What you are asked to do
Only the stretch of the listing below that runs from the line with "Opmode::Move => self.fpu.fp[dst]" through the line with "let value = FpReg::from_f64(value);" is to be printed, exactly and with both ends.

Dataset extract
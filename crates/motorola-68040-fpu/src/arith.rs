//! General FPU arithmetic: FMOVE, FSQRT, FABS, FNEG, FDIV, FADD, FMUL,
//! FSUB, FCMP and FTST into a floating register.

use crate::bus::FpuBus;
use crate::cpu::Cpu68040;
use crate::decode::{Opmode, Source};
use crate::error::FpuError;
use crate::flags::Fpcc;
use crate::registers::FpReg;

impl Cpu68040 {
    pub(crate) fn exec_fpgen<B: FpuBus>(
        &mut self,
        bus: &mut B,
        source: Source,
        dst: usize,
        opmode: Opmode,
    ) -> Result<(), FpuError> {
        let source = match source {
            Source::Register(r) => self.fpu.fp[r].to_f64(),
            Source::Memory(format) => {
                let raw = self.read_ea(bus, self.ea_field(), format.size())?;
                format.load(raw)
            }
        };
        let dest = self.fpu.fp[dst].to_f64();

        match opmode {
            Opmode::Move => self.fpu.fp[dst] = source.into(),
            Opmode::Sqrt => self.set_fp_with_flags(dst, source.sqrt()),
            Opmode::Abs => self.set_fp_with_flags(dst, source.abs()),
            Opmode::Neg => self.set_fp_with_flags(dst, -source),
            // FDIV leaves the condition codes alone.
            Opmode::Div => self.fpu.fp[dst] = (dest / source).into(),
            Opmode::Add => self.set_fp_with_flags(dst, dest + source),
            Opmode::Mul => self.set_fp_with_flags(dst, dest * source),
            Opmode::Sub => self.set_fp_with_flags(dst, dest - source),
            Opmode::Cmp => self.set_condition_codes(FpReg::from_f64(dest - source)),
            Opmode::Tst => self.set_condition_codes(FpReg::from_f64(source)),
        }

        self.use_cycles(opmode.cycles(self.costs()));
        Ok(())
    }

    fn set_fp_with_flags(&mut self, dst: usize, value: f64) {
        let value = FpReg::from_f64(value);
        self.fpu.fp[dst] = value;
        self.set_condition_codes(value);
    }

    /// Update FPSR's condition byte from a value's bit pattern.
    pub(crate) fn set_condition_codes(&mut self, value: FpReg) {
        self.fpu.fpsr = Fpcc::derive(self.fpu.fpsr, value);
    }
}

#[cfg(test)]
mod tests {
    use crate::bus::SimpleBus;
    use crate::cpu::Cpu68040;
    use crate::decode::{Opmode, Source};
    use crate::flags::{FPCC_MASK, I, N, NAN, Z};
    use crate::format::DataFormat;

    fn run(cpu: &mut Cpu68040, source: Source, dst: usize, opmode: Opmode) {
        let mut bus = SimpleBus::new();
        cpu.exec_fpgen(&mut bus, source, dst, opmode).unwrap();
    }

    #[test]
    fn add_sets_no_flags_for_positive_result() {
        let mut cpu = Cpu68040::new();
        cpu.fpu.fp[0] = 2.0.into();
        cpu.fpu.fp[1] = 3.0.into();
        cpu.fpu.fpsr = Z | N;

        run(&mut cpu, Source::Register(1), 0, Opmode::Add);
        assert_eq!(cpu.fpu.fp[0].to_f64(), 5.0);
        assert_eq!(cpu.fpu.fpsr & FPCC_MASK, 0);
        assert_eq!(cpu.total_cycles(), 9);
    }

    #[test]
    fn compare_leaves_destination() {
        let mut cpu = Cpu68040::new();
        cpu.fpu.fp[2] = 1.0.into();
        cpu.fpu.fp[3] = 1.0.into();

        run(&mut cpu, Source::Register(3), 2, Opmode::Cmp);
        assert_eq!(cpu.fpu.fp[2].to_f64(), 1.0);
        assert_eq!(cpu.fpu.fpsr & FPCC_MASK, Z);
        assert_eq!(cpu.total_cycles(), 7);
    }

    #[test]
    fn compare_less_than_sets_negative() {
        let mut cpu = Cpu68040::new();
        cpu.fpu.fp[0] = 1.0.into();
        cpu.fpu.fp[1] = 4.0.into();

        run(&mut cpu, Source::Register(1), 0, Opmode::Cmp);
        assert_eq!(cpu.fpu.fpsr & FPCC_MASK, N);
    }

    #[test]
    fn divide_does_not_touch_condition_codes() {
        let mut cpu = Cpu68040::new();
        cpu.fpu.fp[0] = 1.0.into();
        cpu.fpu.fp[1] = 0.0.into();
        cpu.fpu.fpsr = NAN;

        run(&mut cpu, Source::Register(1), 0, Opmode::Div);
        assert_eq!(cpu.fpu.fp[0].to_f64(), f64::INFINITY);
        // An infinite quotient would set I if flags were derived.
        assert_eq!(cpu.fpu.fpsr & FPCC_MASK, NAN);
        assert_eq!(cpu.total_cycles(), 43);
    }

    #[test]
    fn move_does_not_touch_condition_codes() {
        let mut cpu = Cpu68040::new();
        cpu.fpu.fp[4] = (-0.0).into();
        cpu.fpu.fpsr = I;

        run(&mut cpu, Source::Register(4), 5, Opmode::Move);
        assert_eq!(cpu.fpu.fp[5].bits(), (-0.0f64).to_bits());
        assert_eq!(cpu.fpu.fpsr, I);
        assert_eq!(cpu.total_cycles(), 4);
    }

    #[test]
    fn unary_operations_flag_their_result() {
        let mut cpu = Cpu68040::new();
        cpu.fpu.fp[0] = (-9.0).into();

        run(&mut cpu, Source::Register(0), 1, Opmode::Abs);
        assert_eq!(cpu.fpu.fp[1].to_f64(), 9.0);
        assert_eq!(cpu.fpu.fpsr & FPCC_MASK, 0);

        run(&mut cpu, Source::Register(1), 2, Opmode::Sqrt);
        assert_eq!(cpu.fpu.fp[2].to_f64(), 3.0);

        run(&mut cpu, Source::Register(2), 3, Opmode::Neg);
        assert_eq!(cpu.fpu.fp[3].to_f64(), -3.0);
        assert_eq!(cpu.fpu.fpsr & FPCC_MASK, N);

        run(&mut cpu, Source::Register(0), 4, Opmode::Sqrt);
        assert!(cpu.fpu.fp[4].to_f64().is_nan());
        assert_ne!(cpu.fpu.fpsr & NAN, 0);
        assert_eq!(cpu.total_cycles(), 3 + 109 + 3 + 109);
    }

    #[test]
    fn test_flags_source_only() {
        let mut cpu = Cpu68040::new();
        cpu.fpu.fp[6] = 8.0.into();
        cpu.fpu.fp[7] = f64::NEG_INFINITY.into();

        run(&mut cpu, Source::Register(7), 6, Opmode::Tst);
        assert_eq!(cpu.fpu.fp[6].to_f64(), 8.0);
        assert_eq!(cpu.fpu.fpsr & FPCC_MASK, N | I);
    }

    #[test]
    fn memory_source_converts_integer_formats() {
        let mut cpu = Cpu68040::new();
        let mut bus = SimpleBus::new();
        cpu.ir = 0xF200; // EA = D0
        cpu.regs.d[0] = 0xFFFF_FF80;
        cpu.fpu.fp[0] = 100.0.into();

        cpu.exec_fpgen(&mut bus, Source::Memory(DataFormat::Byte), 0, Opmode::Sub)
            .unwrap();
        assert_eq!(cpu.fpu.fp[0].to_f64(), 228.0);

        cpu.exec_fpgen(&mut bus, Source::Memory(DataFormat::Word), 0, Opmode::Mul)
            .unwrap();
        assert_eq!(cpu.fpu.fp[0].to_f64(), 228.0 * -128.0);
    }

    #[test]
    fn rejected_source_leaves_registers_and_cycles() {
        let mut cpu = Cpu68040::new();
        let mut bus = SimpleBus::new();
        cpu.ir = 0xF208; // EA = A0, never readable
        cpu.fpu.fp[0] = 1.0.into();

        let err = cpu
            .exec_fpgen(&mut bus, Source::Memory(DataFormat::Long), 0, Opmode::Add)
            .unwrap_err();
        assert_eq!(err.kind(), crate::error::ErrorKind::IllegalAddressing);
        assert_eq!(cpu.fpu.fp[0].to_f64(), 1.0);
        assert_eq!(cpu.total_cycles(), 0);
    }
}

Output for this exercise
            Opmode::Move => self.fpu.fp[dst] = source.into(),
            Opmode::Sqrt => self.set_fp_with_flags(dst, source.sqrt()),
            Opmode::Abs => self.set_fp_with_flags(dst, source.abs()),
            Opmode::Neg => self.set_fp_with_flags(dst, -source),
            // FDIV leaves the condition codes alone.
            Opmode::Div => self.fpu.fp[dst] = (dest / source).into(),
            Opmode::Add => self.set_fp_with_flags(dst, dest + source),
            Opmode::Mul => self.set_fp_with_flags(dst, dest * source),
            Opmode::Sub => self.set_fp_with_flags(dst, dest - source),
            Opmode::Cmp => self.set_condition_codes(FpReg::from_f64(dest - source)),
            Opmode::Tst => self.set_condition_codes(FpReg::from_f64(source)),
        }

        self.use_cycles(opmode.cycles(self.costs()));
        Ok(())
    }

    fn set_fp_with_flags(&mut self, dst: usize, value: f64) {
        let value = FpReg::from_f64(value);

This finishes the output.